James Payn
James Payn was born on 28 February 1830 in Berkshire, and his education carried him through some of the most established institutions in English public life. A citizen of the United Kingdom of Great Britain and Ireland, he was schooled at Eton College before passing through the Royal Military Academy at Woolwich and then Trinity College, a sequence that moved him across markedly different institutional worlds before he settled into his vocation as a writer.
He worked as a novelist and editor, composing in the English language across a career that gave him a dual role in the literary life of his country. As both a writer of fiction and an editorial figure, his professional activity extended beyond the writing desk alone, engaging him with the wider structures of publishing that sustained English letters through the nineteenth century.
Payn died on 25 March 1898 in Maida Vale, at the age of sixty-eight.

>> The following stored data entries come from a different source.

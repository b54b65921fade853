use std::time::Duration;

use tracing::{info, warn};

use super::{RoomEffects, RoomEvent, RoomFlow, RoundResult, TimerKind};
use crate::domain::dealing::deal_round;
use crate::domain::rules::{crosses_elimination, opening_position, NON_COOPERATION_PENALTY};
use crate::domain::scoring::{penalty_for_hand, RoundScores};
use crate::domain::state::{Phase, SessionId};
use crate::errors::domain::DomainError;

const TURN_CLOCK_TICK: Duration = Duration::from_secs(1);

const LOSER_WINDOW_MESSAGE: &str = "Winner declared. Submit your melds.";
const NO_RESULT_REASON: &str = "No cards left to draw. Round ends without a result.";
const ATTRITION_REASON: &str = "All other players left the match.";

impl RoomFlow {
    /// Reset per-round state, deal a fresh universe and open the first turn.
    pub(super) fn deal_new_round(&mut self) -> Result<RoomEffects, DomainError> {
        self.state.phase = Phase::Dealing;
        self.state.round_no += 1;
        self.state.round_winner = None;
        for player in &mut self.state.players {
            player.reset_for_round();
        }
        self.state.rebuild_turn_order();

        let dealt = deal_round(self.state.turn_order.len(), &mut self.rng)?;
        for (session_id, hand) in self.state.turn_order.clone().into_iter().zip(dealt.hands) {
            if let Some(player) = self.state.player_mut(session_id) {
                player.hand = hand;
            }
        }
        self.state.deck = dealt.deck;
        self.state.discard_pile = dealt.discard_pile;
        self.state.wild_joker = dealt.wild_joker;
        self.state.turn_index = opening_position(self.state.round_no, self.state.turn_order.len());
        self.state.phase = Phase::Playing;

        info!(
            room_id = %self.room_id,
            round_no = self.state.round_no,
            players = self.state.turn_order.len(),
            wild = ?self.state.wild_joker.as_ref().map(|c| c.rank),
            "round dealt"
        );
        Ok(self.begin_turn())
    }

    /// Arm the turn clock for whoever holds the turn now.
    pub(super) fn begin_turn(&mut self) -> RoomEffects {
        self.state.turn_time_remaining = self.config.turn_seconds;
        self.timers.every(TimerKind::TurnClock, TURN_CLOCK_TICK).into()
    }

    /// Non-eliminated players of this round other than the winner.
    pub(super) fn loser_ids(&self) -> Vec<SessionId> {
        self.state
            .turn_order
            .iter()
            .copied()
            .filter(|&id| Some(id) != self.state.round_winner)
            .filter(|&id| self.state.player(id).is_some_and(|p| !p.eliminated))
            .collect()
    }

    pub(super) fn all_losers_submitted(&self) -> bool {
        self.loser_ids().into_iter().all(|id| {
            self.state
                .player(id)
                .is_some_and(|p| p.has_submitted_declare)
        })
    }

    /// A valid declare ended play: score hands now or open the loser window.
    pub(super) fn settle_win(&mut self, winner: SessionId) -> Result<RoomEffects, DomainError> {
        if self.config.show_hands {
            return Ok(self.open_loser_window(winner));
        }
        let wild = self.state.wild_joker.as_ref();
        let mut scores = RoundScores::new();
        scores.insert(winner, 0);
        for id in self.loser_ids() {
            if let Some(player) = self.state.player(id) {
                scores.insert(id, penalty_for_hand(&player.hand, wild));
            }
        }
        self.conclude_round(scores)
    }

    fn open_loser_window(&mut self, winner: SessionId) -> RoomEffects {
        self.state.phase = Phase::LoserDeclaring;
        info!(room_id = %self.room_id, %winner, grace = ?self.config.loser_grace, "loser-declare window open");
        let mut effects = RoomEffects::from(RoomEvent::WinnerDeclared {
            winner,
            message: LOSER_WINDOW_MESSAGE.to_string(),
        });
        effects.push_timer(self.timers.once(TimerKind::LoserGrace, self.config.loser_grace));
        effects
    }

    /// Close the loser window and score it. Runs at most once per window.
    pub(super) fn finalize_loser_window(&mut self) -> Result<RoomEffects, DomainError> {
        if self.state.phase != Phase::LoserDeclaring {
            return Ok(RoomEffects::none());
        }
        let mut effects = RoomEffects::none();
        effects.timers.extend(self.timers.cancel(TimerKind::LoserGrace));

        let mut scores = RoundScores::new();
        if let Some(winner) = self.state.round_winner {
            scores.insert(winner, 0);
        }
        for id in self.loser_ids() {
            let pending = self.state.player(id).and_then(|p| p.pending_penalty);
            if pending.is_none() {
                info!(room_id = %self.room_id, session_id = %id, "no loser grouping submitted; default penalty");
            }
            scores.insert(id, pending.unwrap_or(NON_COOPERATION_PENALTY));
        }
        effects.extend(self.conclude_round(scores)?);
        Ok(effects)
    }

    /// Apply a round's penalties, eliminate, and decide whether the match goes on.
    fn conclude_round(&mut self, scores: RoundScores) -> Result<RoomEffects, DomainError> {
        for (&id, &points) in &scores {
            let player = self
                .state
                .player_mut(id)
                .ok_or_else(|| DomainError::invariant("scored player not seated"))?;
            player.score += points;
            player.pending_penalty = None;
            if !player.eliminated && crosses_elimination(player.score) {
                player.eliminated = true;
                info!(room_id = %self.room_id, session_id = %id, score = player.score, "player eliminated");
            }
        }
        for player in &mut self.state.players {
            player.is_ready = false;
        }
        self.state.phase = Phase::Finished;

        let mut effects = RoomEffects::none();
        let grand_winner = self.sole_survivor();
        if grand_winner.is_some() {
            effects.extend(self.enter_match_over());
        }
        info!(
            room_id = %self.room_id,
            round_no = self.state.round_no,
            match_over = grand_winner.is_some(),
            "round concluded"
        );

        let mut result = RoomEffects::from(RoomEvent::Result(RoundResult {
            winner: self.state.round_winner,
            valid: true,
            reason: None,
            round_scores: Some(scores),
            is_match_over: Some(grand_winner.is_some()),
            grand_winner,
        }));
        result.extend(effects);
        Ok(result)
    }

    /// The deck and discard pile ran dry: nobody wins, nobody is charged.
    pub(super) fn end_round_without_result(&mut self) -> RoomEffects {
        warn!(room_id = %self.room_id, round_no = self.state.round_no, "no cards left; round ends without result");
        let mut effects = RoomEffects::none();
        effects.timers.extend(self.timers.cancel(TimerKind::TurnClock));
        self.state.phase = Phase::Finished;
        self.state.round_winner = None;
        for player in &mut self.state.players {
            player.is_ready = false;
            player.has_drawn = false;
        }
        effects.push_event(RoomEvent::Result(RoundResult {
            winner: None,
            valid: false,
            reason: Some(NO_RESULT_REASON.to_string()),
            round_scores: None,
            is_match_over: Some(false),
            grand_winner: None,
        }));
        effects
    }

    /// Departures left a single player: end the match outside normal scoring.
    pub(super) fn end_match_by_attrition(&mut self) -> RoomEffects {
        let grand_winner = self.sole_survivor();
        info!(room_id = %self.room_id, winner = ?grand_winner, "match over by attrition");
        let mut effects = RoomEffects::from(RoomEvent::Result(RoundResult {
            winner: grand_winner,
            valid: true,
            reason: Some(ATTRITION_REASON.to_string()),
            round_scores: None,
            is_match_over: Some(true),
            grand_winner,
        }));
        effects.extend(self.enter_match_over());
        effects
    }

    fn sole_survivor(&self) -> Option<SessionId> {
        let mut active = self.state.active_players();
        match (active.next(), active.next()) {
            (Some(only), None) => Some(only.session_id),
            _ => None,
        }
    }

    /// Terminal. Teardown is armed exactly once.
    fn enter_match_over(&mut self) -> RoomEffects {
        if self.state.phase == Phase::MatchOver {
            return RoomEffects::none();
        }
        self.state.phase = Phase::MatchOver;
        let mut effects = RoomEffects::none();
        effects.timers.extend(self.timers.cancel(TimerKind::TurnClock));
        effects.timers.extend(self.timers.cancel(TimerKind::LoserGrace));
        effects.timers.extend(self.timers.cancel_reconnects());
        effects.push_timer(self.timers.once(TimerKind::Teardown, self.config.teardown_delay));
        effects
    }
}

The trajectory from his Berkshire birthplace through the schoolrooms of Eton and the halls of Trinity to a working life spent among novels and editorial offices describes a career conducted entirely within the English literary establishment. His dates, recorded in the Library of Congress Name Authority File as "Payn, James, 1830–1898," remain the fixed points by which his life and work continue to be catalogued.
Quotes by James Payn

A man with an invention on which he has spent his life, but has no means to get it developed for the good of humanity – or even patented for himself – must feel the pinch of poverty very acutely.

One would think that in writing about literary men and matters there would be no difficulty in finding a title for one’s essay, or that any embarrassment which might arise would be from excess of material. I find this, however, far from being the case.

Cultivating literature as I do upon a little oatmeal, and driving, when in a position to be driven at all, in that humble vehicle, the ’bus, I have had, perhaps, exceptional opportunities for observing their mutual position and behaviour; and it is very peculiar.

There are, it is true, at present no great prizes in literature such as are offered by the learned professions, but there are quite as many small ones – competences; while, on the other hand, it is not so much of a lottery.

A man with an invention on which he has spent his life, but has no means to get it developed for the good of humanity - or even patented for himself - must feel the pinch of poverty very acutely.

It is better, however, for his own reputation that the story-teller should risk a few actions for libel on account of these unfortunate coincidences than that he should adopt the melancholy device of using blanks or asterisks.

To the truly benevolent mind, indeed, nothing is more satisfactory than to hear of a miser denying himself the necessaries of life a little too far and ridding us of his presence altogether.

The idea of bringing young people up to Literature is doubtless calculated to raise the eyebrows almost as much as the suggestion of bringing them up to the Stage.